# Selection: Simple

## Understanding Selection in TidyChef

Selection is the process of identifying parts of your spreadsheet that you want to work with—such as specific cells, rows, columns, or blocks of data. Because visually structured tables often contain headers, footnotes, and irregular layouts, simply reading the whole sheet won’t produce tidy data.

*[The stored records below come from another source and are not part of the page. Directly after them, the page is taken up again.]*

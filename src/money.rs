// 💰 Amounts in whole centavos
//
// Fines and payments are integers so every rollup adds up exactly:
// collected + pending == total possible, with no float drift.

use rusqlite::types::{FromSql, FromSqlError, FromSqlResult, ToSql, ToSqlOutput, ValueRef};
use serde::{Deserialize, Serialize};
use std::fmt;
use std::iter::Sum;
use std::ops::{Add, AddAssign, Sub};

#[derive(
    Debug, Clone, Copy, Default, PartialEq, Eq, PartialOrd, Ord, Hash, Serialize, Deserialize,
)]
#[serde(transparent)]
pub struct Amount(i64);

impl Amount {
    pub const ZERO: Amount = Amount(0);

    /// Largest fine or payment the ledger accepts (₱10,000,000.00)
    pub const MAX_CHARGE: Amount = Amount::pesos(10_000_000);

    pub const fn from_centavos(centavos: i64) -> Self {
        Amount(centavos)
    }

    pub const fn pesos(pesos: i64) -> Self {
        Amount(pesos * 100)
    }

    pub const fn centavos(self) -> i64 {
        self.0
    }

    pub fn is_positive(self) -> bool {
        self.0 > 0
    }

    pub fn checked_add(self, rhs: Amount) -> Option<Amount> {
        self.0.checked_add(rhs.0).map(Amount)
    }

    /// Parse "500", "500.5", "1,250.00" or "₱300"
    pub fn parse(input: &str) -> Option<Amount> {
        let cleaned: String = input
            .trim()
            .trim_start_matches('₱')
            .chars()
            .filter(|c| *c != ',')
            .collect();
        if cleaned.is_empty() || cleaned.starts_with('-') {
            return None;
        }

        let (whole, frac) = match cleaned.split_once('.') {
            Some((w, f)) => (w, f),
            None => (cleaned.as_str(), ""),
        };
        if frac.len() > 2 || !frac.bytes().all(|b| b.is_ascii_digit()) {
            return None;
        }
        let whole: i64 = if whole.is_empty() { 0 } else { whole.parse().ok()? };
        let frac: i64 = match frac.len() {
            0 => 0,
            1 => frac.parse::<i64>().ok()? * 10,
            _ => frac.parse().ok()?,
        };

        whole.checked_mul(100)?.checked_add(frac).map(Amount)
    }
}

impl fmt::Display for Amount {
    fn fmt(&self, f: &mut fmt::Formatter<'_>) -> fmt::Result {
        let sign = if self.0 < 0 { "-" } else { "" };
        let abs = self.0.unsigned_abs();
        let whole = (abs / 100).to_string();

        let mut grouped = String::with_capacity(whole.len() + whole.len() / 3);
        for (i, ch) in whole.chars().enumerate() {
            if i > 0 && (whole.len() - i) % 3 == 0 {
                grouped.push(',');
            }
            grouped.push(ch);
        }

        write!(f, "{}₱{}.{:02}", sign, grouped, abs % 100)
    }
}

impl Add for Amount {
    type Output = Amount;

    fn add(self, rhs: Amount) -> Amount {
        Amount(self.0 + rhs.0)
    }
}

impl AddAssign for Amount {
    fn add_assign(&mut self, rhs: Amount) {
        self.0 += rhs.0;
    }
}

impl Sub for Amount {
    type Output = Amount;

    fn sub(self, rhs: Amount) -> Amount {
        Amount(self.0 - rhs.0)
    }
}

impl Sum for Amount {
    fn sum<I: Iterator<Item = Amount>>(iter: I) -> Amount {
        iter.fold(Amount::ZERO, Add::add)
    }
}

impl ToSql for Amount {
    fn to_sql(&self) -> rusqlite::Result<ToSqlOutput<'_>> {
        Ok(ToSqlOutput::from(self.0))
    }
}

impl FromSql for Amount {
    fn column_result(value: ValueRef<'_>) -> FromSqlResult<Self> {
        match value {
            ValueRef::Integer(i) => Ok(Amount(i)),
            _ => Err(FromSqlError::InvalidType),
        }
    }
}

TidyChef uses `Selectables` — programmable, composable selectors—to precisely target these meaningful data elements. Mastering selection lets you extract and reshape only the relevant information, forming the foundation for clean, analysis-ready datasets.

## Source Data

The data source we're using for these examples is shown below:

| <span style="color:green">Note - this particular table has some very verbose headers we don't care about, so we'll be using `bounded=` to remove them from the previews as well as to show just the subset of data we're working with.</span>|
|-----------------------------------------|

The [full data source can be downloaded here](https://github.com/mikeAdamss/tidychef/raw/main/tests/fixtures/xlsx/ons-oic.xlsx). We'll be using th 8th tab named "Table 3a".

In [None]:
from tidychef import acquire, preview
from tidychef.selection import XlsxSelectable

table: XlsxSelectable = acquire.xlsx.http("https://github.com/mikeAdamss/tidychef/raw/main/tests/fixtures/xlsx/ons-oic.xlsx", tables="Table 3a")
preview(table, bounded="A4:H10")

## Row(s), Column(s) & Ranges

These are easier to show that tell, so we're going to give quick examples of each of these.


## Selecting a row

Lets just select a row based on its row mumber.

In [None]:
row3 = table.row("7").label_as("Just row 7")
preview(row3, bounded="A5:H8")

## Selecting a row conditionally

We know we want one row and its a row with at least one cell with "Time period" in it.

In [None]:
row_with_time_period = table.row_containing_strings(["Time period"]).label_as("A rows with 'Time period' in it")
preview(row_with_time_period, bounded="A4:H6")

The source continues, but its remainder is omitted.